Britons Andrew Selby, Luke Campbell and Anthony Joshua all won silver medals after being beaten in their finals at the World Amateur Boxing Championships.
Selby and Campbell paid for slow starts as they lost in the flyweight and bantamweight categories respectively.
Super-heavyweight Joshua appeared set to become only GB's second gold medallist in the event's history as he won the first round 8-5 in Baku.
But home fighter Magomedrasul Medzhidov rallied to edge a 22-21 verdict.
“I thought I'd done just enough to win”
For London's Joshua there was reason to be hugely proud of his achievement as in only his second senior tournament the 21-year-old dominated the first round and despite taking a standing eight count in the second did enough in the final session to suggest he can be a real contender for gold next year.
"I'm proud to have got to final," he told
BBC Sport's Ronald McIntosh.
"Congratulations to the winner, he put up a tough fight and wanted it as much as I did. I gave it my best and I lost [but I was] one step away from gold.
"I'm nowhere near the finished article. I've had 35 bouts, been boxing four years and there's so much more to work on.
"I set a goal to give my best and put my heart into it. I did that and that got me to the final and so close to the gold."

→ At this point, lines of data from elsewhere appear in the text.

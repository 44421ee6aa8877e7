pub mod process;

use crate::builtins::{self, builtin_cd, builtin_exit};
use crate::config::ShellConfig;
use crate::error::ShellError;
use crate::lexer::Lexer;
use crate::parser::ast::Invocation;
use crate::parser::Parser;
use crate::runtime::Runtime;
use anyhow::Result;

/// Runs command lines: tokenize and expand, strip directives, classify,
/// then run a built-in or an external program.
pub struct Executor {
    runtime: Runtime,
    config: ShellConfig,
    lexer: Lexer,
}

impl Executor {
    pub fn new(config: ShellConfig) -> Self {
        Self::with_runtime(config, Runtime::new())
    }

    pub fn with_runtime(config: ShellConfig, runtime: Runtime) -> Self {
        let lexer = Lexer::from_config(&config);
        Self {
            runtime,
            config,
            lexer,
        }
    }

    pub fn runtime(&self) -> &Runtime {
        &self.runtime
    }

    pub fn runtime_mut(&mut self) -> &mut Runtime {
        &mut self.runtime
    }

    /// Execute one input line.
    ///
    /// A failing command is reported on stderr and its status lands in `$?`;
    /// that still counts as `Ok`. `Err` carries either an
    /// [`ExitSignal`](crate::error::ExitSignal) from the `exit` builtin or a
    /// fatal [`ShellError`].
    pub fn execute_line(&mut self, line: &str) -> Result<()> {
        let Err(err) = self.run_line(line) else {
            return Ok(());
        };

        match err.downcast_ref::<ShellError>() {
            Some(shell_err) if !shell_err.is_fatal() => {
                eprintln!("smallsh: {}", shell_err);
                self.runtime.set_last_status(shell_err.status());
                Ok(())
            }
            _ => Err(err),
        }
    }

    fn run_line(&mut self, line: &str) -> Result<()> {
        let expander = self.runtime.expander(self.config.home.as_deref());
        let words = self.lexer.tokenize(line, &expander)?;
        let parsed = Parser::parse(words)?;

        match builtins::classify(parsed)? {
            Some(invocation) => self.dispatch(invocation),
            None => Ok(()),
        }
    }

    fn dispatch(&mut self, invocation: Invocation) -> Result<()> {
        match invocation {
            Invocation::ChangeDirectory { target } => {
                builtin_cd(target.as_deref(), self.config.home.as_deref())?;
                self.runtime.set_last_status(0);
                Ok(())
            }
            Invocation::Exit { code } => {
                let signal = builtin_exit(code.as_deref(), &self.runtime)?;
                Err(signal.into())
            }
            Invocation::External(cmd) => {
                process::run_external(&cmd, &mut self.runtime)?;
                Ok(())
            }
        }
    }
}
#[global_allocator]
static GLOBAL: mimalloc::MiMalloc = mimalloc::MiMalloc;

use anyhow::Result;
use nix::sys::signal::{kill, Signal};
use nix::unistd::Pid;
use smallsh::config::{self, ShellConfig};
use smallsh::error::ExitSignal;
use smallsh::executor::Executor;
use smallsh::input::{LineReader, ReadOutcome};
use smallsh::jobs;
use smallsh::runtime::Runtime;
use smallsh::signal::{InterruptibleRead, SignalDispositions};
use std::io;
use std::process;
use tracing::{debug, warn};
use tracing_subscriber::EnvFilter;

const EXIT_NOTICE: &str = "\nexit\n";

fn main() {
    init_logging();

    let config = ShellConfig::from_env();
    debug!(?config, "starting smallsh");

    match run(config) {
        Ok(code) => process::exit(code),
        Err(e) => {
            eprintln!("smallsh: {}", e);
            process::exit(1);
        }
    }
}

fn init_logging() {
    tracing_subscriber::fmt()
        .with_env_filter(EnvFilter::new(config::log_filter()))
        .with_writer(io::stderr)
        .with_ansi(false)
        .with_target(false)
        .with_thread_ids(false)
        .compact()
        .init();
}

/// The interpreter loop. Returns the code to exit with.
fn run(config: ShellConfig) -> Result<i32> {
    let dispositions = SignalDispositions::install()?;
    let prompt = config.prompt.clone();
    let mut executor = Executor::with_runtime(config, Runtime::with_dispositions(dispositions));
    let mut reader = LineReader::new(io::stdin());

    loop {
        for event in jobs::reap_background_jobs() {
            eprintln!("{}", event);
        }

        eprint!("{}", prompt);

        // Ctrl-C may abort the read, but nothing else
        let outcome = {
            let _interruptible = InterruptibleRead::begin()?;
            reader.read_line()?
        };

        let line = match outcome {
            ReadOutcome::Line(line) => line,
            ReadOutcome::Interrupted => {
                eprintln!();
                continue;
            }
            ReadOutcome::Eof => {
                eprint!("{}", EXIT_NOTICE);
                return Ok(executor.runtime().last_status());
            }
        };

        if let Err(err) = executor.execute_line(&line) {
            if let Some(exit) = err.downcast_ref::<ExitSignal>() {
                return Ok(leave(exit));
            }
            return Err(err);
        }
    }
}

/// Handle the `exit` builtin: notify, interrupt the process group, and
/// hand back the exit code. The interpreter ignores SIGINT itself.
fn leave(exit: &ExitSignal) -> i32 {
    eprint!("{}", EXIT_NOTICE);
    if let Err(e) = kill(Pid::from_raw(0), Signal::SIGINT) {
        warn!("failed to interrupt process group: {}", e);
    }
    exit.exit_code
}
pub mod ast;

use crate::error::ShellError;
use ast::{CommandLine, Redirections};
use tracing::debug;

/// Marks the rest of the line as a comment
pub const COMMENT: &str = "#";
/// Runs the command without waiting for it, when it is the last word
pub const BACKGROUND: &str = "&";
pub const REDIRECT_INPUT: &str = "<";
pub const REDIRECT_OUTPUT: &str = ">";

/// Redirection checks run this many times, each against the current tail
const REDIRECTION_PASSES: usize = 2;

enum Redirect {
    Input(String),
    Output(String),
}

/// Strips directives from the words of one line.
///
/// The steps run in a fixed order, each one against what the previous one
/// left behind:
/// 1. a `#` word and everything after it is dropped;
/// 2. a trailing `&` is dropped and marks the command as background;
/// 3. twice, a trailing `< FILE` or `> FILE` pair is taken off the end.
///
/// Seeing the same direction twice rejects the whole line.
pub struct Parser;

impl Parser {
    pub fn parse(mut words: Vec<String>) -> Result<CommandLine, ShellError> {
        strip_comment(&mut words);
        let background = take_background(&mut words);

        let mut redirections = Redirections::default();
        let mut inputs = 0;
        let mut outputs = 0;

        for _ in 0..REDIRECTION_PASSES {
            match take_redirection(&mut words) {
                Some(Redirect::Input(file)) => {
                    inputs += 1;
                    redirections.input = Some(file);
                }
                Some(Redirect::Output(file)) => {
                    outputs += 1;
                    redirections.output = Some(file);
                }
                None => {}
            }
        }

        if inputs > 1 || outputs > 1 {
            return Err(ShellError::DuplicateRedirection);
        }

        let line = CommandLine {
            words,
            background,
            redirections,
        };
        debug!(?line, "parsed directives");
        Ok(line)
    }
}

fn strip_comment(words: &mut Vec<String>) {
    if let Some(start) = words.iter().position(|w| w == COMMENT) {
        words.truncate(start);
    }
}

fn take_background(words: &mut Vec<String>) -> bool {
    if words.last().is_some_and(|w| w == BACKGROUND) {
        words.pop();
        true
    } else {
        false
    }
}

fn take_redirection(words: &mut Vec<String>) -> Option<Redirect> {
    let len = words.len();
    if len < 2 {
        return None;
    }

    let is_input = match words[len - 2].as_str() {
        REDIRECT_INPUT => true,
        REDIRECT_OUTPUT => false,
        _ => return None,
    };

    let file = words.pop()?;
    words.pop();

    Some(if is_input {
        Redirect::Input(file)
    } else {
        Redirect::Output(file)
    })
}
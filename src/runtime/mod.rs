use crate::expand::Expander;
use crate::signal::SignalDispositions;
use nix::unistd::{getpid, Pid};

/// Interpreter state that outlives a single command line.
///
/// `$?` and `$!` read from here; the executor and the job reaper write to it.
#[derive(Clone)]
pub struct Runtime {
    shell_pid: Pid,
    last_status: i32,
    last_background: Option<Pid>,
    dispositions: Option<SignalDispositions>,
}

impl Default for Runtime {
    fn default() -> Self {
        Self::new()
    }
}

impl Runtime {
    pub fn new() -> Self {
        Self {
            shell_pid: getpid(),
            last_status: 0,
            last_background: None,
            dispositions: None,
        }
    }

    /// Runtime that hands the given saved dispositions to every child
    pub fn with_dispositions(dispositions: SignalDispositions) -> Self {
        Self {
            dispositions: Some(dispositions),
            ..Self::new()
        }
    }

    /// Status of the last foreground command (`$?`)
    pub fn last_status(&self) -> i32 {
        self.last_status
    }

    pub fn set_last_status(&mut self, status: i32) {
        self.last_status = status;
    }

    /// Most recent background process (`$!`)
    pub fn last_background(&self) -> Option<Pid> {
        self.last_background
    }

    pub fn set_last_background(&mut self, pid: Pid) {
        self.last_background = Some(pid);
    }

    pub fn dispositions(&self) -> Option<&SignalDispositions> {
        self.dispositions.as_ref()
    }

    /// Expander bound to the current values of `$$`, `$?` and `$!`
    pub fn expander<'a>(&self, home: Option<&'a str>) -> Expander<'a> {
        Expander {
            shell_pid: self.shell_pid.as_raw(),
            last_status: self.last_status,
            last_background: self.last_background.map(Pid::as_raw),
            home,
        }
    }
}
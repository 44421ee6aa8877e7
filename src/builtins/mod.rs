//! Built-in commands and command classification
//!
//! Only two commands are handled by the interpreter itself, `cd` and `exit`.
//! [`classify`] turns a parsed command line into an [`Invocation`], checking
//! the argument count of built-ins on the way; everything that is not a
//! built-in becomes an external command.

pub mod exit_builtin;

use crate::error::ShellError;
use crate::parser::ast::{CommandLine, ExternalCommand, Invocation};
use std::env;
use std::path::PathBuf;
use tracing::debug;

pub use exit_builtin::builtin_exit;

pub const CD: &str = "cd";
pub const EXIT: &str = "exit";

pub fn is_builtin(name: &str) -> bool {
    matches!(name, CD | EXIT)
}

/// Decide what a command line runs. An empty line runs nothing.
pub fn classify(line: CommandLine) -> Result<Option<Invocation>, ShellError> {
    if line.is_empty() {
        return Ok(None);
    }

    let CommandLine {
        mut words,
        background,
        redirections,
    } = line;

    if !is_builtin(&words[0]) {
        return Ok(Some(Invocation::External(ExternalCommand {
            argv: words,
            background,
            redirections,
        })));
    }

    let invocation = if words[0] == CD {
        Invocation::ChangeDirectory {
            target: single_argument(CD, &mut words)?,
        }
    } else {
        Invocation::Exit {
            code: single_argument(EXIT, &mut words)?,
        }
    };

    Ok(Some(invocation))
}

/// The optional lone argument of a built-in
fn single_argument(
    builtin: &'static str,
    words: &mut Vec<String>,
) -> Result<Option<String>, ShellError> {
    match words.len() {
        1 => Ok(None),
        2 => Ok(words.pop()),
        _ => Err(ShellError::TooManyArguments { builtin }),
    }
}

/// `cd [DIR]`: change the working directory of the interpreter.
///
/// Without an argument the target is `home`, falling back to the platform's
/// notion of the home directory.
pub fn builtin_cd(target: Option<&str>, home: Option<&str>) -> Result<(), ShellError> {
    let path = match target {
        Some(dir) => PathBuf::from(dir),
        None => home
            .map(PathBuf::from)
            .or_else(dirs::home_dir)
            .ok_or(ShellError::NoHomeDirectory)?,
    };

    env::set_current_dir(&path).map_err(|source| ShellError::ChangeDirectory {
        path: path.clone(),
        source,
    })?;

    debug!(path = %path.display(), "changed directory");
    Ok(())
}
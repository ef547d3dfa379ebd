//! Request headers for the OpenShift image API.

use reqwest::header::{
    ACCEPT, AUTHORIZATION, CONTENT_TYPE, HeaderMap, HeaderValue, InvalidHeaderValue,
};
use secrecy::ExposeSecret;

use crate::config::OpenShiftConfig;
use crate::openshift::target::STAGE_NAMESPACE;

/// Pick the bearer token for `namespace`. Only an exact stage match uses the stage token.
pub fn select_token<'a>(config: &'a OpenShiftConfig, namespace: &str) -> &'a str {
    if namespace == STAGE_NAMESPACE {
        config.stage_token.expose_secret()
    } else {
        config.token.expose_secret()
    }
}

/// Build the fixed header set for a request against `namespace`.
pub fn build_header(
    config: &OpenShiftConfig,
    namespace: &str,
) -> Result<HeaderMap, InvalidHeaderValue> {
    let token = select_token(config, namespace).trim();

    let mut auth = HeaderValue::from_str(&format!("Bearer {token}"))?;
    auth.set_sensitive(true);

    let mut headers = HeaderMap::new();
    headers.insert(AUTHORIZATION, auth);
    headers.insert(ACCEPT, HeaderValue::from_static("application/json"));
    headers.insert(CONTENT_TYPE, HeaderValue::from_static("application/json"));
    Ok(headers)
}
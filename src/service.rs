//! Main loop: connect to the bus and feed every delivery to the listener.

use std::future::Future;
use std::sync::Arc;

use crate::bus::{AmqpConsumer, MessageHandler, MessageSource};
use crate::config::Config;
use crate::error::{BusError, Error};
use crate::handler::UpdateListener;
use crate::notify::{Notifier, Notify, Report};
use crate::openshift::TagUpdater;

/// Namespace used when reporting a main-loop failure.
pub const MAIN_LOOP_NAMESPACE: &str = "Continuous-Deployment-Main";

/// Wire up the production components and run until the subscription fails.
pub async fn run(config: &Config) -> Result<(), Error> {
    let notifier: Arc<dyn Notify> = Arc::new(Notifier::from_config(&config.mail)?);
    let updater = Arc::new(TagUpdater::new(
        config.openshift.clone(),
        Arc::clone(&notifier),
    ));
    let listener = UpdateListener::new(&config.watched_repo, updater, Arc::clone(&notifier));

    tracing::info!("Connecting to the message bus as a consumer...");
    drive(AmqpConsumer::connect(&config.bus), &listener, notifier.as_ref()).await
}

/// Connect, then consume until failure. Any failure is reported before it
/// is returned.
pub async fn drive<F, S>(
    connect: F,
    handler: &dyn MessageHandler,
    notifier: &dyn Notify,
) -> Result<(), Error>
where
    F: Future<Output = Result<S, BusError>>,
    S: MessageSource,
{
    let result: Result<(), BusError> = async {
        let mut source = connect.await?;
        tracing::info!("Starting up CD service...");
        source.consume(handler).await
    }
    .await;

    match result {
        Ok(()) => Ok(()),
        Err(e) => {
            let chain = error_chain(&e);
            tracing::error!("Main loop failed: {chain}. Sending email..");
            notifier
                .notify(Report::failure(Some(MAIN_LOOP_NAMESPACE.to_string()), chain))
                .await;
            Err(e.into())
        }
    }
}

/// Render an error and all of its sources, outermost first.
pub fn error_chain(err: &dyn std::error::Error) -> String {
    let mut out = err.to_string();
    let mut source = err.source();
    while let Some(cause) = source {
        out.push_str("\nCaused by: ");
        out.push_str(&cause.to_string());
        source = cause.source();
    }
    out
}
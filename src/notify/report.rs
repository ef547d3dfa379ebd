//! Notification reports.

use std::fmt;

/// Outcome class carried in the subject line and used to pick the template.
#[derive(Debug, Clone, Copy, PartialEq, Eq)]
pub enum ReportKind {
    Success,
    Failure,
}

impl ReportKind {
    pub fn as_str(self) -> &'static str {
        match self {
            Self::Success => "success",
            Self::Failure => "failure",
        }
    }
}

impl fmt::Display for ReportKind {
    fn fmt(&self, f: &mut fmt::Formatter<'_>) -> fmt::Result {
        f.write_str(self.as_str())
    }
}

/// A single notification: what happened, where, and any supporting detail.
#[derive(Debug, Clone, PartialEq)]
pub struct Report {
    pub kind: ReportKind,
    pub namespace: Option<String>,
    pub data: Option<String>,
}

impl Report {
    pub fn success(namespace: impl Into<String>) -> Self {
        Self {
            kind: ReportKind::Success,
            namespace: Some(namespace.into()),
            data: None,
        }
    }

    pub fn failure(namespace: Option<String>, data: impl Into<String>) -> Self {
        Self {
            kind: ReportKind::Failure,
            namespace,
            data: Some(data.into()),
        }
    }

    /// Subject line for the outgoing email.
    pub fn subject(&self) -> String {
        format!("Sync2Jira Build Image Update Status: {}!", self.kind)
    }
}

While Joshua narrowly failed to hold on to his early advantage, Selby and Campbell never quite managed to recover from sluggish openings.
TALE OF THE TAPE
While four out of 15 British boxers left with medals, United States competitors did less well with Rau'shee Warren's bronze their only medal from 10 entrants
And although England's Campbell, like Joshua, has the consolation of having already secured his place in the 2012 Olympics, 22-year-old Welshman Selby now faces a box-off against Khalid Yafai for the sole Team GB place in the 52kg category.
Selby felt his performance in round two and, especially, round three after losing the opener 4-2 should have secured not only the top spot on the podium but also his place in London.
"I thought I'd done just enough to win," he said.
"I lost the first but thought I'd brought it back in the second. In the last I thought I'd won by a good two or three points but I ended up losing by a point.
"I wanted gold so much to go to the Olympics but I've got to have a box-off now - I'll have to stay in shape because I don't know when it is."
Campbell, 24, was also left to reflect on the damage done by a low-key opener in which his opponent was continually first to the punch.